Congressman Ryan: "We've had four different sanctions at the U.N. on Iran, three from the Bush administration, one here. And the only reason we got it is because Russia watered it down […]"

This suggests that the Bush administration muscled through three tough sanctions resolutions at the United Nations, and that the Obama administration caved to Russia on a fourth resolution. The truth is that all four U.N. Security Council resolutions were watered down in order to buy Russian and Chinese support. Both these countries could have used their veto power to prevent a tougher resolution from being adopted. The logic since December 2006, the time of the first U.N. resolution, has been consistent: some international sanctions are better than none at all. And some resolutions have contained non-binding language about the danger of furthering Iranian proliferation by doing business with Iran's energy, financial, and transport sectors. A number of countries have used this language to impose sanctions that are far stricter than required by the resolutions.

Congressman Ryan: "In Congress, I've been fighting for these sanctions since 2009. The administration was blocking us every step of the way."

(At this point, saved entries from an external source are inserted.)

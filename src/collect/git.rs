//! Git repository integration for `tracked_only` collection

use std::collections::HashSet;
use std::path::{Path, PathBuf};

use git2::Repository;

/// Set of files tracked in the git index of the repository enclosing a root.
pub struct GitFilter {
    tracked_files: HashSet<PathBuf>,
    repo_root: PathBuf,
}

impl GitFilter {
    /// Discover the repository containing `path`.
    /// Returns `None` if `path` is not inside a git work tree.
    pub fn new(path: &Path) -> Option<Self> {
        let repo = Repository::discover(path).ok()?;
        let workdir = repo.workdir()?;
        let repo_root = workdir
            .canonicalize()
            .unwrap_or_else(|_| workdir.to_path_buf());
        let tracked_files = Self::collect_tracked_files(&repo, &repo_root)?;

        Some(Self {
            tracked_files,
            repo_root,
        })
    }

    fn collect_tracked_files(repo: &Repository, repo_root: &Path) -> Option<HashSet<PathBuf>> {
        let index = repo.index().ok()?;
        let tracked = index
            .iter()
            .map(|entry| {
                let path_str = String::from_utf8_lossy(&entry.path);
                repo_root.join(path_str.as_ref())
            })
            .collect();
        Some(tracked)
    }

    pub fn is_tracked(&self, path: &Path) -> bool {
        if self.tracked_files.contains(path) {
            return true;
        }
        // Collected paths are canonical already; only pay for this on a miss
        match path.canonicalize() {
            Ok(p) => self.tracked_files.contains(&p),
            Err(_) => false,
        }
    }

    pub fn tracked_count(&self) -> usize {
        self.tracked_files.len()
    }

    pub fn repo_root(&self) -> &Path {
        &self.repo_root
    }
}

#[cfg(test)]
mod tests {
    use super::*;
    use std::fs;
    use std::process::Command;
    use tempfile::TempDir;

    fn git(dir: &Path, args: &[&str]) {
        let status = Command::new("git")
            .args(args)
            .current_dir(dir)
            .status()
            .unwrap();
        assert!(status.success(), "git {:?} failed", args);
    }

    fn create_test_repo() -> TempDir {
        let dir = TempDir::new().unwrap();
        git(dir.path(), &["init", "-q"]);
        git(dir.path(), &["config", "user.email", "test@test.com"]);
        git(dir.path(), &["config", "user.name", "Test"]);
        dir
    }

    #[test]
    fn test_tracked_and_untracked() {
        let dir = create_test_repo();
        let root = dir.path().canonicalize().unwrap();
        let tracked = root.join("tracked.rs");
        let untracked = root.join("untracked.rs");

        fs::write(&tracked, "fn main() {}").unwrap();
        fs::write(&untracked, "fn other() {}").unwrap();

        git(&root, &["add", "tracked.rs"]);

        let filter = GitFilter::new(&root).unwrap();
        assert!(filter.is_tracked(&tracked));
        assert!(!filter.is_tracked(&untracked));
        assert_eq!(filter.tracked_count(), 1);
        assert_eq!(filter.repo_root(), root.as_path());
    }

    #[test]
    fn test_nested_root_sees_repo_index() {
        let dir = create_test_repo();
        let root = dir.path().canonicalize().unwrap();
        fs::create_dir_all(root.join("crates/core")).unwrap();
        let inner = root.join("crates/core/lib.rs");
        fs::write(&inner, "pub fn f() {}").unwrap();
        git(&root, &["add", "."]);

        let filter = GitFilter::new(&root.join("crates/core")).unwrap();
        assert_eq!(filter.repo_root(), root.as_path());
        assert!(filter.is_tracked(&inner));
    }

    #[test]
    fn test_not_a_repository() {
        let dir = TempDir::new().unwrap();
        // A temp dir could live under a checkout; only assert when it doesn't
        if Repository::discover(dir.path()).is_err() {
            assert!(GitFilter::new(dir.path()).is_none());
        }
    }
}
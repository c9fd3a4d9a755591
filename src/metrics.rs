//! Per-file metrics and the end-of-run report
//!
//! Every completed write request becomes a `FileRecord`. The writer keeps a
//! `Ledger` of them and forwards each one to an optional `Observer`. After
//! the run the ledger is summarized into a `RunReport`.

use std::collections::BTreeMap;
use std::io::{self, Write};
use std::time::Duration;

use chrono::{DateTime, Utc};
use serde::{Serialize, Serializer};
use termcolor::{Color, ColorChoice, ColorSpec, StandardStream, WriteColor};

use crate::config::Format;
use crate::error::SkipReason;

/// Outcome of one file, as seen by the writer.
#[derive(Debug, Clone, Serialize)]
pub struct FileRecord {
    pub path: String,
    /// Bytes read, or the on-disk size for oversize skips
    pub bytes: u64,
    pub included: bool,
    #[serde(skip_serializing_if = "Option::is_none")]
    pub skip_reason: Option<SkipReason>,
    #[serde(rename = "duration_us", serialize_with = "serialize_micros")]
    pub duration: Duration,
}

fn serialize_micros<S: Serializer>(d: &Duration, s: S) -> Result<S::Ok, S::Error> {
    s.serialize_u64(d.as_micros() as u64)
}

/// Receives a record for every file the writer handles.
///
/// Called on the writer thread, in emission order.
pub trait Observer: Send {
    fn on_file(&mut self, record: &FileRecord);
}

/// In-memory record of every file handled during a run.
#[derive(Debug, Clone, Default)]
pub struct Ledger {
    records: Vec<FileRecord>,
}

impl Ledger {
    pub fn records(&self) -> &[FileRecord] {
        &self.records
    }

    pub fn len(&self) -> usize {
        self.records.len()
    }

    pub fn is_empty(&self) -> bool {
        self.records.is_empty()
    }

    pub fn included(&self) -> usize {
        self.records.iter().filter(|r| r.included).count()
    }

    pub fn skipped(&self) -> usize {
        self.len() - self.included()
    }
}

impl Observer for Ledger {
    fn on_file(&mut self, record: &FileRecord) {
        self.records.push(record.clone());
    }
}

/// Wall-clock facts about a run that the ledger cannot know.
#[derive(Debug, Clone, Copy)]
pub struct RunTimings {
    pub started_at: DateTime<Utc>,
    /// Time the dispatcher spent walking and enqueueing
    pub collection: Duration,
    pub total: Duration,
}

impl RunTimings {
    /// Timings for a run that started now and took no time; useful as a base.
    pub fn starting_now() -> Self {
        Self {
            started_at: Utc::now(),
            collection: Duration::ZERO,
            total: Duration::ZERO,
        }
    }
}

/// The slowest file of a run
#[derive(Debug, Clone, Serialize)]
pub struct SlowestFile {
    pub path: String,
    pub duration_us: u64,
}

/// Summary of a finished run.
#[derive(Debug, Clone, Serialize)]
pub struct RunReport {
    pub started_at: DateTime<Utc>,
    pub format: String,
    pub workers: usize,
    pub files: usize,
    pub included: usize,
    pub skipped: usize,
    pub bytes: u64,
    /// Skip counts keyed by reason kind
    #[serde(skip_serializing_if = "BTreeMap::is_empty")]
    pub skip_breakdown: BTreeMap<&'static str, usize>,
    pub collection_ms: u64,
    pub total_ms: u64,
    pub files_per_sec: f64,
    pub bytes_per_sec: f64,
    #[serde(skip_serializing_if = "Option::is_none")]
    pub slowest: Option<SlowestFile>,
}

impl RunReport {
    pub fn from_ledger(ledger: &Ledger, timings: RunTimings, format: Format, workers: usize) -> Self {
        let mut skip_breakdown = BTreeMap::new();
        let mut bytes = 0u64;
        for record in ledger.records() {
            match &record.skip_reason {
                Some(reason) => *skip_breakdown.entry(reason.kind()).or_insert(0) += 1,
                None => bytes += record.bytes,
            }
        }

        let slowest = ledger
            .records()
            .iter()
            .max_by_key(|r| r.duration)
            .map(|r| SlowestFile {
                path: r.path.clone(),
                duration_us: r.duration.as_micros() as u64,
            });

        let secs = timings.total.as_secs_f64();
        let rate = |n: f64| if secs > 0.0 { n / secs } else { 0.0 };

        Self {
            started_at: timings.started_at,
            format: format.name().to_string(),
            workers,
            files: ledger.len(),
            included: ledger.included(),
            skipped: ledger.skipped(),
            bytes,
            skip_breakdown,
            collection_ms: timings.collection.as_millis() as u64,
            total_ms: timings.total.as_millis() as u64,
            files_per_sec: rate(ledger.len() as f64),
            bytes_per_sec: rate(bytes as f64),
            slowest,
        }
    }
}

/// Print the report to stderr with optional color.
pub fn print_report(report: &RunReport, use_color: bool) -> io::Result<()> {
    let color_choice = if use_color {
        ColorChoice::Auto
    } else {
        ColorChoice::Never
    };
    let mut stderr = StandardStream::stderr(color_choice);

    let mut bold = ColorSpec::new();
    bold.set_bold(true);
    stderr.set_color(&bold)?;
    writeln!(stderr, "Run Report")?;
    stderr.reset()?;
    writeln!(stderr, "──────────")?;

    writeln!(
        stderr,
        "Started:      {}",
        report.started_at.format("%Y-%m-%d %H:%M:%S UTC")
    )?;
    writeln!(stderr, "Format:       {} ({} workers)", report.format, report.workers)?;
    writeln!(
        stderr,
        "Files:        {} total, {} included, {} skipped",
        report.files, report.included, report.skipped
    )?;
    writeln!(stderr, "Bytes:        {}", format_number(report.bytes))?;
    writeln!(
        stderr,
        "Elapsed:      {} ms (collection {} ms)",
        report.total_ms, report.collection_ms
    )?;
    writeln!(
        stderr,
        "Throughput:   {:.1} files/s, {:.1} KB/s",
        report.files_per_sec,
        report.bytes_per_sec / 1024.0
    )?;

    if !report.skip_breakdown.is_empty() {
        writeln!(stderr)?;
        stderr.set_color(&bold)?;
        writeln!(stderr, "Skipped By Reason:")?;
        stderr.reset()?;

        let mut reason_color = ColorSpec::new();
        reason_color.set_fg(Some(Color::Yellow));
        for (kind, count) in &report.skip_breakdown {
            write!(stderr, "  ")?;
            stderr.set_color(&reason_color)?;
            write!(stderr, "{:<18}", kind)?;
            stderr.reset()?;
            writeln!(stderr, "{:>6}", count)?;
        }
    }

    if let Some(slowest) = &report.slowest {
        writeln!(stderr)?;
        writeln!(
            stderr,
            "Slowest:      {} ({} us)",
            slowest.path, slowest.duration_us
        )?;
    }

    Ok(())
}

/// Print the report as JSON to stderr.
pub fn print_report_json(report: &RunReport) -> io::Result<()> {
    let json = serde_json::to_string_pretty(report).map_err(io::Error::other)?;
    eprintln!("{}", json);
    Ok(())
}

/// Format a number with thousand separators.
fn format_number(n: u64) -> String {
    let s = n.to_string();
    let mut result = String::with_capacity(s.len() + s.len() / 3);
    for (i, c) in s.chars().enumerate() {
        if i > 0 && (s.len() - i) % 3 == 0 {
            result.push(',');
        }
        result.push(c);
    }
    result
}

The executive branch is typically reluctant to support bills that require it to act in ways that might restrict its diplomatic freedom and compromise relations with other countries. This was as true of the Bush administration as it is of the Obama administration. Congress has - since well before President Obama arrived in 2009 - pushed for tougher sanctions on foreign entities that continue to do business with Iran, including with Iran's energy and financial sectors. Several key bills were signed into law by President Obama in the past two years, including Comprehensive Iran Sanctions, Accountability, and Divestment Act (CISADA) in 2010, and most recently the Iran Threat Reduction and Syria Human Rights Act of 2012.

Congressman Ryan argued that the Obama administration has undermined some of the tougher measures in these new laws by granting waivers to countries considered to have significantly reduced crude oil imports from Iran. He fails to note that half of these countries are in Europe, which has banned the purchase, transport, financing, and insurance of Iranian oil and petroleum products.